Effect of pH and Inoculum Size on Phenol Degradation by Pseudomonas Aeruginosa (NCIM 2074)

Author(s): M. V. V. Chandana Lakshmi and V. Sridevi

Phenolic compounds are hazardous pollutants that are toxic relatively at low concentrations. Accumulation of phenol creates toxicity both for flora and fauna. Because of its toxicity, there is a need to decontaminate the phenol-laden soils. Here, bioremediation is a very useful alternative to conventional clean-up methods. The aim of this work was to study the effect of inoculum size and the influence of pH on phenol degradation by Pseudomonas aeruginosa. Phenol was degraded rapidly at pH (6 to 9), but the maximum rate of phenol degradation by P. aeruginosa was at pH 7. In contrast, the phenol degradation at pH (6, 8, and 9) was significantly lower, although phenol was totally depleted.

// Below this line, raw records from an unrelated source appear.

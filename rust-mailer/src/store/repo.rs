//! SQLite-backed record store shared by the recorder and the web handlers.

use std::str::FromStr;

use sqlx::sqlite::{SqliteConnectOptions, SqliteJournalMode, SqlitePool, SqlitePoolOptions};
use thiserror::Error;
use tracing::info;

use super::records::{BounceRecord, DeliveryRecord, NewDelivery, RecordFilter};

/// Failures of the record database.
#[derive(Debug, Error)]
pub enum StoreError {
    #[error("database error: {0}")]
    Database(#[from] sqlx::Error),
    #[error("migration failed: {0}")]
    Migrate(#[from] sqlx::migrate::MigrateError),
}

const DELIVERY_COLUMNS: &str = "id, message_id, submitted_at, status, recipient, to_type, \
     sender, reply_to, subject, tag, text_body, html_body, headers, attachments";

const BOUNCE_COLUMNS: &str = "bounce_id, delivery_id, bounce_type, description, details, \
     bounced_at, inactive, can_activate";

/// Delivery and bounce records.
///
/// Cloning yields another handle to the same connection pool.
#[derive(Clone)]
pub struct Store {
    pool: SqlitePool,
}

impl Store {
    /// Open the database at `url`, creating it and its tables when missing.
    ///
    /// `sqlite::memory:` gives a private database that lives as long as the pool.
    pub async fn connect(url: &str) -> Result<Self, StoreError> {
        let in_memory = url.contains(":memory:");
        let mut options = SqliteConnectOptions::from_str(url)?
            .create_if_missing(true)
            .foreign_keys(true);
        if !in_memory {
            options = options.journal_mode(SqliteJournalMode::Wal);
        }

        // Every in-memory connection is its own database, so keep exactly one alive.
        let pool = if in_memory {
            SqlitePoolOptions::new()
                .max_connections(1)
                .min_connections(1)
                .idle_timeout(None)
                .max_lifetime(None)
                .connect_with(options)
                .await?
        } else {
            SqlitePoolOptions::new()
                .max_connections(5)
                .connect_with(options)
                .await?
        };

        sqlx::migrate!().run(&pool).await?;

        info!(database_url = %url, "store_opened");

        Ok(Self { pool })
    }

    /// Wait for in-flight queries and close every connection.
    pub async fn close(&self) {
        self.pool.close().await;
    }

    /// A fresh private database.
    pub async fn in_memory() -> Result<Self, StoreError> {
        Self::connect("sqlite::memory:").await
    }

    pub async fn insert_delivery(&self, new: NewDelivery) -> Result<DeliveryRecord, StoreError> {
        let record = sqlx::query_as::<_, DeliveryRecord>(&format!(
            r#"
            INSERT INTO deliveries (message_id, submitted_at, status, recipient, to_type,
                sender, reply_to, subject, tag, text_body, html_body, headers, attachments)
            VALUES (?1, ?2, ?3, ?4, ?5, ?6, ?7, ?8, ?9, ?10, ?11, ?12, ?13)
            RETURNING {}
            "#,
            DELIVERY_COLUMNS
        ))
        .bind(new.message_id)
        .bind(new.submitted_at)
        .bind(new.status)
        .bind(new.to)
        .bind(new.to_type)
        .bind(new.sender)
        .bind(new.reply_to)
        .bind(new.subject)
        .bind(new.tag)
        .bind(new.text_body)
        .bind(new.html_body)
        .bind(new.headers)
        .bind(new.attachments)
        .fetch_one(&self.pool)
        .await?;

        Ok(record)
    }

    /// Find the delivery of `message_id` to `recipient`.
    ///
    /// Addresses compare case-insensitively. The oldest record wins if the
    /// same batch was recorded twice.
    pub async fn find_delivery(
        &self,
        message_id: &str,
        recipient: &str,
    ) -> Result<Option<DeliveryRecord>, StoreError> {
        let record = sqlx::query_as::<_, DeliveryRecord>(&format!(
            r#"
            SELECT {}
            FROM deliveries
            WHERE message_id = ?1 AND recipient = ?2
            ORDER BY id ASC
            LIMIT 1
            "#,
            DELIVERY_COLUMNS
        ))
        .bind(message_id)
        .bind(recipient.trim())
        .fetch_optional(&self.pool)
        .await?;

        Ok(record)
    }

    /// Insert `bounce` unless a bounce with the same id exists.
    ///
    /// Returns the stored record and whether it was created by this call.
    /// The primary key on `bounce_id` decides between concurrent callers.
    pub async fn get_or_create_bounce(
        &self,
        bounce: BounceRecord,
    ) -> Result<(BounceRecord, bool), StoreError> {
        let inserted = sqlx::query(
            r#"
            INSERT INTO bounces (bounce_id, delivery_id, bounce_type, description, details,
                bounced_at, inactive, can_activate)
            VALUES (?1, ?2, ?3, ?4, ?5, ?6, ?7, ?8)
            ON CONFLICT (bounce_id) DO NOTHING
            "#,
        )
        .bind(bounce.bounce_id)
        .bind(bounce.delivery_id)
        .bind(bounce.bounce_type)
        .bind(&bounce.description)
        .bind(&bounce.details)
        .bind(bounce.bounced_at)
        .bind(bounce.inactive)
        .bind(bounce.can_activate)
        .execute(&self.pool)
        .await?
        .rows_affected();

        let stored = sqlx::query_as::<_, BounceRecord>(&format!(
            "SELECT {} FROM bounces WHERE bounce_id = ?1",
            BOUNCE_COLUMNS
        ))
        .bind(bounce.bounce_id)
        .fetch_one(&self.pool)
        .await?;

        Ok((stored, inserted == 1))
    }

    pub async fn bounces_for(&self, delivery_id: i64) -> Result<Vec<BounceRecord>, StoreError> {
        let bounces = sqlx::query_as::<_, BounceRecord>(&format!(
            "SELECT {} FROM bounces WHERE delivery_id = ?1 ORDER BY bounce_id ASC",
            BOUNCE_COLUMNS
        ))
        .bind(delivery_id)
        .fetch_all(&self.pool)
        .await?;

        Ok(bounces)
    }

    /// Delivery records matching `filter`, newest submission first.
    ///
    /// `q` is a case-insensitive substring of message id, recipient or subject.
    pub async fn search(&self, filter: &RecordFilter) -> Result<Vec<DeliveryRecord>, StoreError> {
        let q = filter
            .q
            .as_deref()
            .map(str::trim)
            .filter(|q| !q.is_empty());

        let records = sqlx::query_as::<_, DeliveryRecord>(&format!(
            r#"
            SELECT {}
            FROM deliveries
            WHERE (?1 IS NULL
                    OR message_id LIKE '%' || ?1 || '%'
                    OR recipient LIKE '%' || ?1 || '%'
                    OR subject LIKE '%' || ?1 || '%')
                AND (?2 IS NULL OR status = ?2)
                AND (?3 IS NULL OR tag = ?3)
                AND (?4 IS NULL OR to_type = ?4)
            ORDER BY submitted_at DESC, id DESC
            "#,
            DELIVERY_COLUMNS
        ))
        .bind(q)
        .bind(filter.status.as_deref())
        .bind(filter.tag.as_deref())
        .bind(filter.to_type.map(|kind| kind.as_str()))
        .fetch_all(&self.pool)
        .await?;

        Ok(records)
    }

    pub async fn delivery_count(&self) -> Result<i64, StoreError> {
        let count = sqlx::query_scalar::<_, i64>("SELECT COUNT(*) FROM deliveries")
            .fetch_one(&self.pool)
            .await?;
        Ok(count)
    }

    pub async fn bounce_count(&self) -> Result<i64, StoreError> {
        let count = sqlx::query_scalar::<_, i64>("SELECT COUNT(*) FROM bounces")
            .fetch_one(&self.pool)
            .await?;
        Ok(count)
    }
}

Phenol was degraded at every inoculum size tested (1-10% v/v) but the maximum rate of phenol degradation was observed at 5% v/v in batch experimental system. These results are useful to understand the physiological and biochemical properties of P. aeruginosa before its optimum use in environmental application and these data will assist in choosing the right phenol degrader for a changeable environment.